Suddenly I could think of literally no human being past or present who wasn't Adolph Hitler. And I certainly couldn't sit down to dinner with
him in front of hundreds of people and four judges. Quickly, quickly I jogged my memory for a name, any name, any person probably dead, and said 'Audrey Hepburn.'
People, I can assure you, this was the stupidest name that could have crossed my lips. I had never even once seen a
picture of Audrey Hepburn, let alone a film, and I knew absolutely nothing about her except I was reasonably sure she was related to Katharine, and she was possibly in
Casablanca, which I'd also never seen. (Incidentally, I was wrong on both accounts.)
So, why would I have dinner with Audrey Hepburn? I had no idea! But I had to say something, so shakily, determined my plastic smile would not falter, I said something about her being a confident role model and a great actress, and I wanted to be like her and thank you very much please freaking applaud so I can get the heck off this god-forsaken stage and lather my sweaty armpits in more deodorant.
That was my worst memory.
Only slightly less humiliating was the Personal Interview. I don't remember if there was a personal interview at both competitions, because I only remember this one. That may, of course, be due to post-traumatic stress. Anyway, I had written on my application under Achievements or Accomplishments or Crap That Makes You Look Interesting that I had won
second place in the state for mime. One of the judges was quite intrigued by this and asked me some questions about mime, which I was happy to answer.
Then.
"Perhaps you could do a bit of mime for us now? Perhaps a mime about how you felt getting ready this morning?"

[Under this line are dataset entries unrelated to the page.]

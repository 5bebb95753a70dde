//! Heritable traits and sexual crossover.

use std::fmt;

use rand::Rng;
use serde::{Deserialize, Serialize};
use thiserror::Error;

/// Errors raised when assembling a genome from loose trait values.
#[derive(Debug, Error, Clone, PartialEq)]
pub enum GenomeError {
    #[error("genome is missing trait `{0}`")]
    MissingTrait(&'static str),
    #[error("trait `{name}` has non-finite value {value}")]
    NonFiniteTrait { name: &'static str, value: f32 },
}

/// Inclusive clamp range applied to a trait after mutation.
#[derive(Debug, Clone, Copy, PartialEq)]
pub struct TraitBounds {
    pub min: f32,
    pub max: f32,
}

impl TraitBounds {
    const fn new(min: f32, max: f32) -> Self {
        Self { min, max }
    }

    #[must_use]
    pub fn clamp(self, value: f32) -> f32 {
        value.clamp(self.min, self.max)
    }

    #[must_use]
    pub fn contains(self, value: f32) -> bool {
        (self.min..=self.max).contains(&value)
    }
}

/// Numeric traits carried by every genome.
#[derive(Debug, Clone, Copy, PartialEq, Eq, Hash)]
pub enum Trait {
    Size,
    Speed,
    Vision,
    Metabolism,
    Aggression,
    Toxin,
}

impl Trait {
    pub const ALL: [Self; 6] = [
        Self::Size,
        Self::Speed,
        Self::Vision,
        Self::Metabolism,
        Self::Aggression,
        Self::Toxin,
    ];

    #[must_use]
    pub const fn name(self) -> &'static str {
        match self {
            Self::Size => "size",
            Self::Speed => "speed",
            Self::Vision => "vision",
            Self::Metabolism => "metabolism",
            Self::Aggression => "aggression",
            Self::Toxin => "toxin",
        }
    }

    #[must_use]
    pub const fn bounds(self) -> TraitBounds {
        match self {
            Self::Vision => TraitBounds::new(40.0, 160.0),
            Self::Speed | Self::Size => TraitBounds::new(0.5, 1.6),
            Self::Metabolism => TraitBounds::new(0.5, 1.5),
            Self::Aggression => TraitBounds::new(0.0, 1.0),
            Self::Toxin => TraitBounds::new(0.4, 2.0),
        }
    }
}

impl fmt::Display for Trait {
    fn fmt(&self, f: &mut fmt::Formatter<'_>) -> fmt::Result {
        f.write_str(self.name())
    }
}

/// Fixed-field genome; every trait is always present.
#[derive(Debug, Clone, Copy, PartialEq, Serialize, Deserialize)]
pub struct Genome {
    pub size: f32,
    pub speed: f32,
    pub vision: f32,
    pub metabolism: f32,
    pub aggression: f32,
    pub toxin: f32,
    pub is_decomposer: bool,
}

impl Default for Genome {
    fn default() -> Self {
        Self {
            size: 1.0,
            speed: 1.0,
            vision: 100.0,
            metabolism: 1.0,
            aggression: 0.3,
            toxin: 1.0,
            is_decomposer: false,
        }
    }
}

impl Genome {
    /// Draws a founder genome for world seeding.
    pub fn random<R: Rng + ?Sized>(rng: &mut R, is_decomposer: bool) -> Self {
        let aggression = rng.random_range(0.0..=1.0);
        let metabolism = if aggression > 0.6 {
            rng.random_range(0.6..=1.4)
        } else {
            rng.random_range(0.8..=1.5)
        };
        Self {
            size: rng.random_range(0.6..=1.6),
            speed: rng.random_range(0.7..=1.4),
            vision: rng.random_range(60.0..=140.0),
            metabolism,
            aggression,
            toxin: rng.random_range(0.6..=1.6),
            is_decomposer,
        }
    }

    /// Builds a genome from named trait values. Unrecognised names are ignored.
    pub fn from_traits<'a, I>(traits: I, is_decomposer: bool) -> Result<Self, GenomeError>
    where
        I: IntoIterator<Item = (&'a str, f32)>,
    {
        let mut values = [None; Trait::ALL.len()];
        for (name, value) in traits {
            if let Some(idx) = Trait::ALL.iter().position(|t| t.name() == name) {
                values[idx] = Some(value);
            }
        }
        let mut genome = Self {
            is_decomposer,
            ..Self::default()
        };
        for (idx, t) in Trait::ALL.into_iter().enumerate() {
            let value = values[idx].ok_or(GenomeError::MissingTrait(t.name()))?;
            if !value.is_finite() {
                return Err(GenomeError::NonFiniteTrait {
                    name: t.name(),
                    value,
                });
            }
            genome.set(t, value);
        }
        Ok(genome)
    }

    #[must_use]
    pub const fn get(&self, t: Trait) -> f32 {
        match t {
            Trait::Size => self.size,
            Trait::Speed => self.speed,
            Trait::Vision => self.vision,
            Trait::Metabolism => self.metabolism,
            Trait::Aggression => self.aggression,
            Trait::Toxin => self.toxin,
        }
    }

    pub fn set(&mut self, t: Trait, value: f32) {
        let slot = match t {
            Trait::Size => &mut self.size,
            Trait::Speed => &mut self.speed,
            Trait::Vision => &mut self.vision,
            Trait::Metabolism => &mut self.metabolism,
            Trait::Aggression => &mut self.aggression,
            Trait::Toxin => &mut self.toxin,
        };
        *slot = value;
    }

    /// Returns a copy with every trait pulled into its bounds.
    #[must_use]
    pub fn clamped(mut self) -> Self {
        for t in Trait::ALL {
            self.set(t, t.bounds().clamp(self.get(t)));
        }
        self
    }
}

/// Standard normal sample scaled by `sigma`, via the Box-Muller transform.
pub fn gaussian<R: Rng + ?Sized>(rng: &mut R, sigma: f32) -> f32 {
    let u1: f32 = rng.random::<f32>().max(f32::EPSILON);
    let u2: f32 = rng.random::<f32>();
    let z = (-2.0 * u1.ln()).sqrt() * (2.0 * std::f32::consts::PI * u2).cos();
    z * sigma
}

/// Averages two parents trait by trait, adds gaussian noise and clamps.
///
/// The decomposer flag is inherited only when both parents carry it.
pub fn crossover<R: Rng + ?Sized>(a: &Genome, b: &Genome, sigma: f32, rng: &mut R) -> Genome {
    let mut child = Genome {
        is_decomposer: a.is_decomposer && b.is_decomposer,
        ..*a
    };
    for t in Trait::ALL {
        let mean = f32::midpoint(a.get(t), b.get(t));
        child.set(t, t.bounds().clamp(mean + gaussian(rng, sigma)));
    }
    child
}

What. The. Freaking. Hell.
There was no other recourse than to oblige. I stood up, completely unsure of what to do, especially considering that I'd done nothing that morning of note, nothing that they were looking for anyway (I hardly felt watching TV until it was time to get dressed was what they wanted to see me doing in preparation for the interview). I performed some sort of get up, look nervous, eat breakfast, get dressed, contemplate nervousness and finally settle into acceptance routine and sat back down, hoping that actually the Rapture could just come right then and there and save me from having to face the rest of the interview.
The Rapture didn't come, but as it turned out, the judges loved it, and awarded me that night with the Miss Interview Award. My only pageant success and worth $500 in scholarship money.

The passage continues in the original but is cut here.